*WHAT IS NEEDED:* Lines of the material that include the string "TransactionsArgs" should be returned.

*DATA FOR THIS EXERCISE:*
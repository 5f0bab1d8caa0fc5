use clap::Args;
use rust_decimal::Decimal;
use serde_json::Value;

use robo_advisor_core::portfolio::{TransactionKind, TransactionRequest};

use super::parse_name;
use crate::context::{build_engine, GlobalArgs};
use crate::input;

/// Arguments for recording a transaction
#[derive(Args)]
pub struct RecordTransactionArgs {
    pub id: String,

    /// Path to JSON transaction (overrides individual flags)
    #[arg(long)]
    pub input: Option<String>,

    /// buy, sell, dividend, deposit or withdrawal
    #[arg(long = "type")]
    pub kind: Option<String>,

    #[arg(long)]
    pub symbol: Option<String>,

    #[arg(long)]
    pub shares: Option<Decimal>,

    #[arg(long)]
    pub price: Option<Decimal>,

    /// Cash amount for deposits, withdrawals and dividends
    #[arg(long)]
    pub amount: Option<Decimal>,

    #[arg(long)]
    pub note: Option<String>,
}

/// Arguments for listing transactions
#[derive(Args)]
pub struct TransactionsArgs {
    pub id: String,
}

pub fn run_record(args: RecordTransactionArgs, global: &GlobalArgs) -> Result<Value, Box<dyn std::error::Error>> {
    let request: TransactionRequest = match input::read_request(&args.input, "transaction")? {
        Some(req) => req,
        None => TransactionRequest {
            kind: parse_name::<TransactionKind>(
                &args.kind.ok_or("--type is required (or provide --input)")?,
                "transaction type",
            )?,
            symbol: args.symbol,
            shares: args.shares,
            price: args.price,
            amount: args.amount,
            note: args.note,
        },
    };
    let engine = build_engine(global)?;
    Ok(serde_json::to_value(engine.record_transaction(&args.id, &request)?)?)
}

pub fn run_list(args: TransactionsArgs, global: &GlobalArgs) -> Result<Value, Box<dyn std::error::Error>> {
    let engine = build_engine(global)?;
    Ok(serde_json::to_value(engine.transactions(&args.id)?)?)
}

*WRITTEN SOLUTION:*
pub struct TransactionsArgs {
pub fn run_list(args: TransactionsArgs, global: &GlobalArgs) -> Result<Value, Box<dyn std::error::Error>> {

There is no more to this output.